Trichosanthis Pericarpium injection (TPI) exhibits notable therapeutic effects on cardiovascular disease caused by phlegm-turbidity (tan zhuo), yet its impact on non-alcoholic fatty liver disease (NAFLD) which has similarly resulted by phlegm-turbidity remains largely unexplored. This study investigates the ameliorative effects of TPI on NAFLD and elucidates its underlying mechanisms.

METHODS

This study was conducted both in vivo and in vitro using a mouse model of NAFLD and oleic acid (OA)-stimulated AML-12 cells, respectively. The chemical constituents of TPI were analyzed using UPLC-MS. Non-targeted metabolomics, transcriptome sequencing, molecular docking and surface plasmon resonance (SPR) were employed to identify gene and pathway alterations linked to lipid metabolism in the NAFLD model, and assess TPI's molecular and functional protective effects.

RESULTS

A total of 628 compounds were identified from TPI. TPI significantly ameliorated metabolic dysregulation and hepatic fat deposition in high-fat diet (HFD) mice. Similar protective effects were observed in OA-treated AML-12 cells. Metabolomic analysis identified significant changes in metabolites, with the ABC transporter pathway being the most affected. RT-qPCR and immunoblotting analysis revealed a substantial upregulation of ABCC5 in HFD mice, which was effectively suppressed by TPI. Transcriptomic analysis further confirmed the increased expression of KLF6 and ABCC5 in HFD group. Luciferase assays verified that KLF6 binds directly to the ABCC5 promoter, influencing lipid metabolism and contributing to NAFLD progression, while TPI inhibited KLF6's impact on ABCC5 transcriptional activity.

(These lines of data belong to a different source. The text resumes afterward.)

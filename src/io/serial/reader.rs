// src/io/serial/reader.rs
//
// Poll driver: reads whatever the session has buffered, feeds the marker
// framer and hands complete messages to a consumer in stream order.
// Can run inline, as a blocking loop, or on a blocking task that sends
// events over a channel.

use std::sync::atomic::{AtomicBool, Ordering};
use std::sync::Arc;
use std::time::Duration;
use tokio::sync::mpsc;

use super::framer::{MarkerFramer, Message};
use super::session::{LineDevice, PortSession};
use crate::error::{ErrorKind, Result, SerialError};
use crate::io::now_us;
use crate::io::types::{StopReason, StreamEvent};

/// Bytes requested per read (a 1 KiB scratch buffer less one)
pub const DEFAULT_READ_SIZE: usize = 1023;

/// Channel depth for the reader hand-off
const EVENT_CHANNEL_CAPACITY: usize = 256;

// ============================================================================
// Consumers
// ============================================================================

/// Receives what the driver produces.
pub trait MessageConsumer {
    /// Called once per extracted message, in extraction order
    fn on_message(&mut self, message: Message);

    /// Informational events (connected, disconnected)
    fn on_status(&mut self, _status: &str) {}

    /// Open, configuration and read failures
    fn on_error(&mut self, _kind: ErrorKind, _detail: &str) {}

    /// True once the consumer can no longer take output. The poll loop
    /// stops at the next tick.
    fn is_closed(&self) -> bool {
        false
    }
}

impl<F: FnMut(Message)> MessageConsumer for F {
    fn on_message(&mut self, message: Message) {
        self(message)
    }
}

/// Forwards everything to an async channel. Must be driven from a blocking
/// context (e.g. `spawn_blocking`), never from inside an async task.
pub struct ChannelConsumer {
    tx: mpsc::Sender<StreamEvent>,
}

impl ChannelConsumer {
    pub fn new(tx: mpsc::Sender<StreamEvent>) -> Self {
        ChannelConsumer { tx }
    }

    fn send(&self, event: StreamEvent) {
        if self.tx.blocking_send(event).is_err() {
            tracing::debug!("Event receiver dropped");
        }
    }
}

impl MessageConsumer for ChannelConsumer {
    fn on_message(&mut self, message: Message) {
        self.send(StreamEvent::Message {
            timestamp_us: now_us(),
            message,
        });
    }

    fn on_status(&mut self, status: &str) {
        self.send(StreamEvent::Status {
            text: status.to_string(),
        });
    }

    fn on_error(&mut self, kind: ErrorKind, detail: &str) {
        self.send(StreamEvent::Error {
            kind,
            detail: detail.to_string(),
        });
    }

    fn is_closed(&self) -> bool {
        self.tx.is_closed()
    }
}

// ============================================================================
// Poll Driver
// ============================================================================

pub struct PollDriver<D: LineDevice> {
    session: PortSession<D>,
    framer: MarkerFramer,
    buf: Vec<u8>,
}

impl<D: LineDevice> PollDriver<D> {
    pub fn new(session: PortSession<D>) -> Self {
        Self::with_framer(session, MarkerFramer::new())
    }

    pub fn with_framer(session: PortSession<D>, framer: MarkerFramer) -> Self {
        PollDriver {
            session,
            framer,
            buf: vec![0u8; DEFAULT_READ_SIZE],
        }
    }

    /// Change how many bytes one tick asks the device for.
    pub fn read_size(mut self, bytes: usize) -> Self {
        self.buf = vec![0u8; bytes.max(1)];
        self
    }

    pub fn session(&self) -> &PortSession<D> {
        &self.session
    }

    pub fn session_mut(&mut self) -> &mut PortSession<D> {
        &mut self.session
    }

    pub fn framer(&self) -> &MarkerFramer {
        &self.framer
    }

    /// One poll tick. Returns how many messages were delivered; a tick that
    /// read nothing delivers zero and is not an error.
    pub fn tick<C: MessageConsumer + ?Sized>(&mut self, consumer: &mut C) -> Result<usize> {
        let messages = self.poll()?;
        let count = messages.len();
        for message in messages {
            consumer.on_message(message);
        }
        Ok(count)
    }

    /// One poll tick, returning the extracted messages instead of
    /// delivering them.
    pub fn poll(&mut self) -> Result<Vec<Message>> {
        let n = self.session.read_into(&mut self.buf)?;
        if n == 0 {
            return Ok(Vec::new());
        }

        let chunk = &self.buf[..n];
        tracing::trace!(path = self.session.path(), bytes = %hex::encode(chunk), "Read {} bytes", n);
        Ok(self.framer.feed(chunk))
    }

    /// Poll until `cancel` is raised, the consumer closes or a tick fails,
    /// sleeping `interval` between ticks. The session is closed before
    /// returning.
    pub fn run<C: MessageConsumer + ?Sized>(
        &mut self,
        consumer: &mut C,
        interval: Duration,
        cancel: &AtomicBool,
    ) -> StopReason {
        let path = self.session.path().to_string();
        consumer.on_status(&format!("Connected to {}", path));
        tracing::info!(path = %path, interval_ms = interval.as_millis() as u64, "Polling started");

        let reason = loop {
            if cancel.load(Ordering::Relaxed) {
                break StopReason::Stopped;
            }
            if consumer.is_closed() {
                tracing::debug!(path = %path, "Consumer closed");
                break StopReason::Stopped;
            }

            if let Err(e) = self.tick(consumer) {
                tracing::warn!(path = %path, "{}", e);
                consumer.on_error(e.kind(), &e.to_string());
                break StopReason::Error;
            }

            std::thread::sleep(interval);
        };

        self.session.close();
        let discarded = self.framer.reset();
        if discarded > 0 {
            tracing::debug!(path = %path, discarded, "Dropped unterminated frame data");
        }
        consumer.on_status("Disconnected");
        tracing::info!(path = %path, ?reason, "Polling stopped");
        reason
    }
}

// ============================================================================
// Background Reader
// ============================================================================

/// Run the poll loop on a blocking task and receive its output as events.
/// The last event is always `StreamEvent::Ended`.
pub fn spawn_reader<D>(
    mut driver: PollDriver<D>,
    interval: Duration,
    cancel: Arc<AtomicBool>,
) -> (tokio::task::JoinHandle<StopReason>, mpsc::Receiver<StreamEvent>)
where
    D: LineDevice + 'static,
{
    let (tx, rx) = mpsc::channel(EVENT_CHANNEL_CAPACITY);

    let handle = tokio::task::spawn_blocking(move || {
        let mut consumer = ChannelConsumer::new(tx);
        let reason = driver.run(&mut consumer, interval, &cancel);
        consumer.send(StreamEvent::Ended { reason });
        reason
    });

    (handle, rx)
}

/// Open `path` and describe any failure through the consumer, the way the
/// poll loop reports its own errors.
pub fn open_and_report<C: MessageConsumer + ?Sized>(
    path: &str,
    consumer: &mut C,
) -> Option<PortSession> {
    match PortSession::open(path) {
        Ok(session) => Some(session),
        Err(e) => {
            report(consumer, &e);
            None
        }
    }
}

fn report<C: MessageConsumer + ?Sized>(consumer: &mut C, e: &SerialError) {
    tracing::warn!("{}", e);
    consumer.on_error(e.kind(), &e.to_string());
}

Molecular docking and SPR showed that the active components of TPI-rutin, apigenin, and luteolin-form hydrogen bonds with specific amino acid residues of KLF6. Further mechanistic studies showed ABCC5 promoted cellular lipid deposition by suppressing glucagon-like peptide-1 (GLP-1) synthesis and secretion, whereas TPI enhanced their production and release.

CONCLUSIONS

In summary, TPI ameliorates NAFLD by mitigating hepatic lipid accumulation both in vivo and in vitro, through inhibition of the KLF6/ABCC5 pathway.